**TASK TO COMPLETE**
Output the opening lines of the records exactly. End with the line that contains "fn matches(&self, inspect: &Inspect)".

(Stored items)
* * * * *
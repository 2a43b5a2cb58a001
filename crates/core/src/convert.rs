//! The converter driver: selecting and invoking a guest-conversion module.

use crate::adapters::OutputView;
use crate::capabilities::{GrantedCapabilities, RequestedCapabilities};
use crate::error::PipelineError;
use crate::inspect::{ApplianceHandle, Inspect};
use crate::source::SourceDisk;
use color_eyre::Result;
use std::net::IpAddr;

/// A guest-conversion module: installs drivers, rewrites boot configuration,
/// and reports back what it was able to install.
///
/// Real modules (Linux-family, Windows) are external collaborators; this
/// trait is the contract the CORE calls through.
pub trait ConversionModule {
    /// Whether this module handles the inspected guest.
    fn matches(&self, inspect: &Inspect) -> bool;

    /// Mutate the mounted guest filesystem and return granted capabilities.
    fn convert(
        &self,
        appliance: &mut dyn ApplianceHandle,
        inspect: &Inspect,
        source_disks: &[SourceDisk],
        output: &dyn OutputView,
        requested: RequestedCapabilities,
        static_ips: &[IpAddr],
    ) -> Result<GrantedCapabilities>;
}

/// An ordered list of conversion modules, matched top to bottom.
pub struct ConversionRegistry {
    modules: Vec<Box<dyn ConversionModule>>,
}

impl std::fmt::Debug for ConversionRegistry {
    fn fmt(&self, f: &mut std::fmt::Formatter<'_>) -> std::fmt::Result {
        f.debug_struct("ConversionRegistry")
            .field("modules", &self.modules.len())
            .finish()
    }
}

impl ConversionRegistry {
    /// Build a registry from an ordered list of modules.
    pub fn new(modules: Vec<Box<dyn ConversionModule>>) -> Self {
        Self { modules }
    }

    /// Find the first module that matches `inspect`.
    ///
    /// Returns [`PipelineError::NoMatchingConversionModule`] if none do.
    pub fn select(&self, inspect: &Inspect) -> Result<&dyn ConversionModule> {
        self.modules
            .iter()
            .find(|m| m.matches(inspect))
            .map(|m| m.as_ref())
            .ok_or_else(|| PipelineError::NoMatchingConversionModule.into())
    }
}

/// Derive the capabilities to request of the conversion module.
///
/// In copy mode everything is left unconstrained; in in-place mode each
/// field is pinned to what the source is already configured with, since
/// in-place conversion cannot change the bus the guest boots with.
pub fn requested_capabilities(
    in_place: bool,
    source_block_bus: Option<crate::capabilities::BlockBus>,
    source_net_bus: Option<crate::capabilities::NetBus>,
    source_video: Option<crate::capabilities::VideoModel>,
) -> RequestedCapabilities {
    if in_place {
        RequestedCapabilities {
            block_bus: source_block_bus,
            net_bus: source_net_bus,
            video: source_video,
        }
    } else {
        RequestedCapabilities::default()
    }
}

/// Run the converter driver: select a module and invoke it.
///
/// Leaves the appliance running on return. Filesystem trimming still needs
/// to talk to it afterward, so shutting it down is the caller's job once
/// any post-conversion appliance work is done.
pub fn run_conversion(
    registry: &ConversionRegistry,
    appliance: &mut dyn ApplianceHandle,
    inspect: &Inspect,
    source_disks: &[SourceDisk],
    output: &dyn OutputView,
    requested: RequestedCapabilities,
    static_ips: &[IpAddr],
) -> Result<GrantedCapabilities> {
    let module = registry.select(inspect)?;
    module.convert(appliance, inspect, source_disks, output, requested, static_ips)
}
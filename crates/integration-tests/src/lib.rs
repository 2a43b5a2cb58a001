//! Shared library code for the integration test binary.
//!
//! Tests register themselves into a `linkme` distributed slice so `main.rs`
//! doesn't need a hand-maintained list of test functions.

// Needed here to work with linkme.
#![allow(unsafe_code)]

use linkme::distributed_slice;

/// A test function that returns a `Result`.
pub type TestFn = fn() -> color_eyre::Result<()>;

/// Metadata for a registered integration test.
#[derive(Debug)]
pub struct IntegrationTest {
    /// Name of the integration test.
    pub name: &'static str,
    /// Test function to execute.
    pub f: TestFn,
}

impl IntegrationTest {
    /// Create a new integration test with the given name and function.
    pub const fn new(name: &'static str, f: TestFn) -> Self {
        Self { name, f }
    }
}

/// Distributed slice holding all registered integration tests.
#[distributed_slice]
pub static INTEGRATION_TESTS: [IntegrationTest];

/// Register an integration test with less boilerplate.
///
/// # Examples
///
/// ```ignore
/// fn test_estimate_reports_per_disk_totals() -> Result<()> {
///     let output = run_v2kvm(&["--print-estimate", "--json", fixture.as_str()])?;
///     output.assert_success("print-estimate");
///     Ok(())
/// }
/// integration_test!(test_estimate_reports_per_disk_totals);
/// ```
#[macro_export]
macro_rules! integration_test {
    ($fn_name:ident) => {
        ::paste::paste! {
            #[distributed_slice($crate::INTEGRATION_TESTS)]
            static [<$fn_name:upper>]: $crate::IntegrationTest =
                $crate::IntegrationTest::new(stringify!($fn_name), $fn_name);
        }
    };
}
* * * * *
**YOUR RESPONSE**
repository 2a43b5a2cb58a001
filename crates/core/src/convert.rs
//! The converter driver: selecting and invoking a guest-conversion module.

use crate::adapters::OutputView;
use crate::capabilities::{GrantedCapabilities, RequestedCapabilities};
use crate::error::PipelineError;
use crate::inspect::{ApplianceHandle, Inspect};
use crate::source::SourceDisk;
use color_eyre::Result;
use std::net::IpAddr;

/// A guest-conversion module: installs drivers, rewrites boot configuration,
/// and reports back what it was able to install.
///
/// Real modules (Linux-family, Windows) are external collaborators; this
/// trait is the contract the CORE calls through.
pub trait ConversionModule {
    /// Whether this module handles the inspected guest.
    fn matches(&self, inspect: &Inspect) -> bool;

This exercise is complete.